It is relatively rare, but when it is in the elbow it is considered a form of elbow dysplasia, which is common.

How do I know if my dog has OCD? 

Dogs with OCD will be lame in the affected limb but the lameness may be intermittent.  If your dog is lame, even occasionally, have your vet check it out.  All breeding Aussies should be screened for elbow dysplasia.  The screening process may reveal OCD in the elbow.

If your dog is affected, consult with your veterinarian about surgical options.  If the dog is active in performance events OCD may impact its ability to continue.

Is OCD inherited?

In almost all cases it is.  (Severe trauma to the joint can also cause it.)  Current veterinary thinking indicates that this disease may be part of a larger complex of inherited diseases that includes hip dysplasia.  Breeders should take note if OCD occurs in a family of dogs in which hip dysplasia is a problem.  Dogs with OCD should not be bred.
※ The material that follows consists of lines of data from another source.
#[cfg(test)]
mod tests {
    use super::*;

    #[test]
    fn gather_ctx_validation() {
        let pixels = [0u8; 16];
        assert!(GatherCtx::new(&pixels, 2, 2, 2).is_some());
        assert!(GatherCtx::new(&pixels, 1, 2, 2).is_none());
        assert!(GatherCtx::new(&pixels, 2, 0, 2).is_none());
        assert!(GatherCtx::new(&pixels, 2, 2, 0).is_none());
    }

    #[test]
    fn gather_ctx_clamps_index() {
        let pixels = [1, 2, 3, 4];
        let ctx = GatherCtx::new(&pixels, 2, 2, 2).unwrap();
        assert_eq!(ctx.pixel(-5, 1), &[1]);
        assert_eq!(ctx.pixel(100, 1), &[4]);
    }

    #[test]
    fn memory_ctx_read_write() {
        let mut pixels = [0u8; 8];
        let ctx = MemoryCtx::new(&mut pixels, 2);
        ctx.write(1, 1, 2, &[7, 8]);
        let mut out = [0; 2];
        ctx.read(1, 1, 2, &mut out);
        assert_eq!(out, [7, 8]);
        assert!(ctx.is_writable());
        assert_eq!(pixels, [0, 0, 0, 0, 0, 0, 7, 8]);
    }

    #[test]
    fn read_only_memory_ctx_ignores_writes() {
        let pixels = [1u8; 4];
        let ctx = MemoryCtx::new_read_only(&pixels, 4);
        ctx.write(0, 0, 1, &[9]);
        assert!(!ctx.is_writable());
        let mut out = [0; 1];
        ctx.read(0, 0, 1, &mut out);
        assert_eq!(out, [1]);
    }

    #[test]
    fn tile_ctx_rejects_bad_sizes() {
        assert!(TileCtx::new(0.0).is_none());
        assert!(TileCtx::new(-1.0).is_none());
        assert!(TileCtx::new(f32::NAN).is_none());
        assert_eq!(TileCtx::new(4.0).unwrap().inv_scale, 0.25);
    }

    #[test]
    fn uniform_color_rounding() {
        let c = Color::from_rgba8(220, 140, 75, 180).premultiply();
        let ctx = UniformColorCtx::new(c);
        assert_eq!(ctx.rgba, [155, 99, 53, 180]);
    }

    #[test]
    fn uniform_color_from_bytes() {
        let c = PremultipliedColorU8::from_rgba(155, 99, 53, 180).unwrap();
        let ctx = UniformColorCtx::from_color_u8(c);
        assert_eq!(ctx.rgba, [155, 99, 53, 180]);
        assert_eq!(ctx.a, 180.0 / 255.0);
        assert_eq!(ctx.r, 155.0 / 255.0);
    }

    #[test]
    fn two_stop_ramp() {
        let ctx = EvenlySpaced2StopGradientCtx::new(
            GradientColor::new(1.0, 0.0, 0.0, 1.0),
            GradientColor::new(0.0, 0.0, 1.0, 1.0),
        );
        assert_eq!(ctx.factor, GradientColor::new(-1.0, 0.0, 1.0, 0.0));
        assert_eq!(ctx.bias, GradientColor::new(1.0, 0.0, 0.0, 1.0));
    }

    #[test]
    fn ramp_from_stops() {
        let stops = [
            GradientStop::new(0.0, Color::BLACK),
            GradientStop::new(0.5, Color::WHITE),
            GradientStop::new(1.0, Color::BLACK),
        ];
        let ctx = GradientCtx::from_stops(&stops, false).unwrap();
        assert_eq!(ctx.len(), 4);
        assert_eq!(ctx.t_values[1].get(), 0.0);
        assert_eq!(ctx.t_values[2].get(), 0.5);
        assert_eq!(ctx.factors[1].r, 2.0);
        assert_eq!(ctx.biases[2].r, 2.0);
        assert_eq!(ctx.factors[3], GradientColor::default());
        assert_eq!(ctx.biases[3], GradientColor::new(0.0, 0.0, 0.0, 1.0));
    }

    #[test]
    fn ramp_inserts_missing_end_stops() {
        let stops = [
            GradientStop::new(0.25, Color::BLACK),
            GradientStop::new(0.75, Color::WHITE),
        ];
        let ctx = GradientCtx::from_stops(&stops, false).unwrap();
        // Flat black up to 0.25, a ramp and flat white after 0.75.
        assert_eq!(ctx.t_values.len(), ctx.len());
        assert_eq!(ctx.t_values[1].get(), 0.25);
        assert_eq!(ctx.factors[1].r, 2.0);
        assert_eq!(ctx.biases[ctx.len() - 1], GradientColor::new(1.0, 1.0, 1.0, 1.0));
    }

    #[test]
    fn evenly_spaced_ramp() {
        let colors = [
            GradientColor::new(0.0, 0.0, 0.0, 1.0),
            GradientColor::new(1.0, 0.0, 0.0, 1.0),
            GradientColor::new(1.0, 1.0, 0.0, 1.0),
        ];
        let ctx = GradientCtx::evenly_spaced(&colors, false).unwrap();
        assert_eq!(ctx.len(), 3);
        assert_eq!(ctx.factors[0].r, 2.0);
        assert_eq!(ctx.biases[0].r, 0.0);
        assert_eq!(ctx.factors[1].g, 2.0);
        assert_eq!(ctx.biases[1].g, -1.0);
    }

    #[test]
    fn color_lut_validation() {
        let table = [0.0; 3 * 8];
        assert!(ColorLutCtx::new(&table, [2, 2, 2, 1]).is_some());
        assert!(ColorLutCtx::new(&table, [2, 2, 3, 1]).is_none());
        assert!(ColorLutCtx::new(&table, [2, 2, 2, 0]).is_none());
    }
}
#[inline(always)]
fn exclusive_repeat(v: f32x16, ctx: &TileCtx) -> f32x16 {
    v - (v * f32x16::splat(ctx.inv_scale)).floor() * f32x16::splat(ctx.scale)
}

fn clamp_x_1(p: &mut Pipeline) {
    let x = p.x().normalize();
    p.set_x(&x);
}

fn repeat_x_1(p: &mut Pipeline) {
    let x = p.x();
    let x = (x - x.floor()).normalize();
    p.set_x(&x);
}

fn mirror_x_1(p: &mut Pipeline) {
    let x = p.x();
    let one = f32x16::splat(1.0);
    let two = |x| x + x;
    let x = ((x - one) - two(((x - one) * f32x16::splat(0.5)).floor()) - one)
        .abs()
        .normalize();
    p.set_x(&x);
}

fn evenly_spaced_gradient(p: &mut Pipeline, ctx: &GradientCtx) {
    let t = p.x();
    let last = ctx.len() - 1;
    let scaled: [f32; STAGE_WIDTH] = (t * f32x16::splat(last as f32)).into();

    // NaN turns into zero.
    let mut idx = [0; STAGE_WIDTH];
    for (i, v) in idx.iter_mut().zip(scaled.iter()) {
        *i = (v.max(0.0) as usize).min(last);
    }

    gradient_lookup(p, ctx, &idx, t);
}

fn gradient(p: &mut Pipeline, ctx: &GradientCtx) {
    let t = p.x();
    let lanes: [f32; STAGE_WIDTH] = t.into();

    // N.B. The loop starts at 1 because idx 0 is the color to use before the first stop.
    let mut idx = [0; STAGE_WIDTH];
    for tt in ctx.t_values.iter().skip(1) {
        let tt = tt.get();
        for (i, t) in idx.iter_mut().zip(lanes.iter()) {
            *i += (*t >= tt) as usize;
        }
    }

    gradient_lookup(p, ctx, &idx, t);
}

// The gradient compiler never produces more intervals than `t_values`,
// but indices are clamped anyway.
#[inline(always)]
fn gradient_lookup(p: &mut Pipeline, ctx: &GradientCtx, idx: &[usize; STAGE_WIDTH], t: f32x16) {
    let last = ctx.len() - 1;

    macro_rules! gather {
        ($d:expr, $c:ident) => {{
            let mut v = [0.0; STAGE_WIDTH];
            for (n, i) in v.iter_mut().zip(idx.iter()) {
                *n = $d[(*i).min(last)].$c;
            }

            f32x16::from(v)
        }};
    }

    let r = mad(t, gather!(ctx.factors, r), gather!(ctx.biases, r));
    let g = mad(t, gather!(ctx.factors, g), gather!(ctx.biases, g));
    let b = mad(t, gather!(ctx.factors, b), gather!(ctx.biases, b));
    let a = mad(t, gather!(ctx.factors, a), gather!(ctx.biases, a));
    round_f32_to_u16(p, r, g, b, a, ctx.premultiplied);
}

fn evenly_spaced_2_stop_gradient(p: &mut Pipeline, ctx: &EvenlySpaced2StopGradientCtx) {
    let t = p.x();
    let ramp = |f: f32, b: f32| mad(t, f32x16::splat(f), f32x16::splat(b));
    let GradientColor { r: fr, g: fg, b: fb, a: fa } = ctx.factor;
    let GradientColor { r: br, g: bg, b: bb, a: ba } = ctx.bias;
    round_f32_to_u16(p, ramp(fr, br), ramp(fg, bg), ramp(fb, bb), ramp(fa, ba), false);
}

#[inline(always)]
fn round_f32_to_u16(p: &mut Pipeline, r: f32x16, g: f32x16, b: f32x16, a: f32x16, premultiplied: bool) {
    let a = a.normalize();
    let limit = if premultiplied { a } else { f32x16::splat(1.0) };

    let scale = |v: f32x16| v * f32x16::splat(255.0) + f32x16::splat(0.5);
    scale(r.normalize().min(&limit)).save_to_u16x16(&mut p.r);
    scale(g.normalize().min(&limit)).save_to_u16x16(&mut p.g);
    scale(b.normalize().min(&limit)).save_to_u16x16(&mut p.b);
    scale(a).save_to_u16x16(&mut p.a);
}

fn xy_to_radius(p: &mut Pipeline) {
    let (x, y) = (p.x(), p.y());
    let x = (x * x + y * y).sqrt();
    p.set_x(&x);
}

#[inline(always)]
fn div255(v: u16x16) -> u16x16 {
    // Same as `(v + 127) / 255` for any product of two 8-bit values.
    let k = u16x16::splat(128);
    (v + (v + k).shr(8) + k).shr(8)
}

#[inline(always)]
fn inv(v: u16x16) -> u16x16 {
    u16x16::splat(255) - v
}

#[inline(always)]
fn from_float(f: f32) -> u16x16 {
    u16x16::splat((f.max(0.0).min(1.0) * 255.0 + 0.5) as u16)
}

#[inline(always)]
fn lerp(from: u16x16, to: u16x16, t: u16x16) -> u16x16 {
    div255(from * inv(t) + to * t)
}

#[inline(always)]
fn split(v: &f32x16, lo: &mut u16x16, hi: &mut u16x16) {
    // We're splitting f32x16 (512bit) into two u16x16 (256 bit).
    let data: [u8; 64] = bytemuck::cast(*v);
    let d0: &mut [u8; 32] = bytemuck::cast_mut(&mut lo.0);
    let d1: &mut [u8; 32] = bytemuck::cast_mut(&mut hi.0);

    d0.copy_from_slice(&data[0..32]);
    d1.copy_from_slice(&data[32..64]);
}

#[inline(always)]
fn join(lo: &u16x16, hi: &u16x16) -> f32x16 {
    // We're joining two u16x16 (256 bit) into f32x16 (512bit).
    let d0: [u8; 32] = bytemuck::cast(lo.0);
    let d1: [u8; 32] = bytemuck::cast(hi.0);

    let mut v = f32x16::default();
    let data: &mut [u8; 64] = bytemuck::cast_mut(&mut v);

    data[0..32].copy_from_slice(&d0);
    data[32..64].copy_from_slice(&d1);

    v
}
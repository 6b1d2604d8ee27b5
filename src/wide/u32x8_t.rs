// Copyright 2020 Yevhenii Reizner
//
// Use of this source code is governed by a BSD-style license that can be
// found in the LICENSE file.

// Based on https://github.com/Lokathor/wide (Zlib)

use bytemuck::cast;

use super::{f32x8, i32x8, u32x4};

#[derive(Clone, Copy, Debug)]
#[repr(C, align(32))]
pub struct u32x8(pub u32x4, pub u32x4);

unsafe impl bytemuck::Zeroable for u32x8 {}
unsafe impl bytemuck::Pod for u32x8 {}

impl Default for u32x8 {
    fn default() -> Self {
        Self::splat(0)
    }
}

impl u32x8 {
    pub fn splat(n: u32) -> Self {
        Self(u32x4::splat(n), u32x4::splat(n))
    }

    pub fn shl(self, n: u32) -> Self {
        Self(self.0.shl(n), self.1.shl(n))
    }

    pub fn shr(self, n: u32) -> Self {
        Self(self.0.shr(n), self.1.shr(n))
    }

    pub fn to_i32x8_bitcast(self) -> i32x8 {
        cast(self)
    }

    pub fn to_f32x8_bitcast(self) -> f32x8 {
        cast(self)
    }
}

impl From<[u32; 8]> for u32x8 {
    fn from(v: [u32; 8]) -> Self {
        cast(v)
    }
}

impl From<u32x8> for [u32; 8] {
    fn from(v: u32x8) -> Self {
        cast(v)
    }
}

impl core::ops::Add for u32x8 {
    type Output = Self;

    fn add(self, rhs: Self) -> Self::Output {
        Self(self.0 + rhs.0, self.1 + rhs.1)
    }
}

impl core::ops::Sub for u32x8 {
    type Output = Self;

    fn sub(self, rhs: Self) -> Self::Output {
        Self(self.0 - rhs.0, self.1 - rhs.1)
    }
}

impl core::ops::BitAnd for u32x8 {
    type Output = Self;

    fn bitand(self, rhs: Self) -> Self::Output {
        Self(self.0 & rhs.0, self.1 & rhs.1)
    }
}

impl core::ops::BitOr for u32x8 {
    type Output = Self;

    fn bitor(self, rhs: Self) -> Self::Output {
        Self(self.0 | rhs.0, self.1 | rhs.1)
    }
}

impl core::ops::BitXor for u32x8 {
    type Output = Self;

    fn bitxor(self, rhs: Self) -> Self::Output {
        Self(self.0 ^ rhs.0, self.1 ^ rhs.1)
    }
}

impl core::ops::Not for u32x8 {
    type Output = Self;

    fn not(self) -> Self {
        Self(!self.0, !self.1)
    }
}

impl core::cmp::PartialEq for u32x8 {
    fn eq(&self, rhs: &Self) -> bool {
        self.0 == rhs.0 && self.1 == rhs.1
    }
}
How do I manage OCD in my breeding program?

Do not breed dogs with OCD.  Select for dogs that are moderate in size and bone.  (It should be noted that large and heavy-boned dogs do not meet the breed standard though they are sometimes fashionable in the show ring.)  Screen all breeding stock for elbow dysplasia (OCD of the elbow is a form of ED) prior to first breeding.  If OCD is produced, do not repeat the breeding.  Breed the parents and healthy offspring only to mates that have passed elbow screening and have no family history of ED or OCD in any joint.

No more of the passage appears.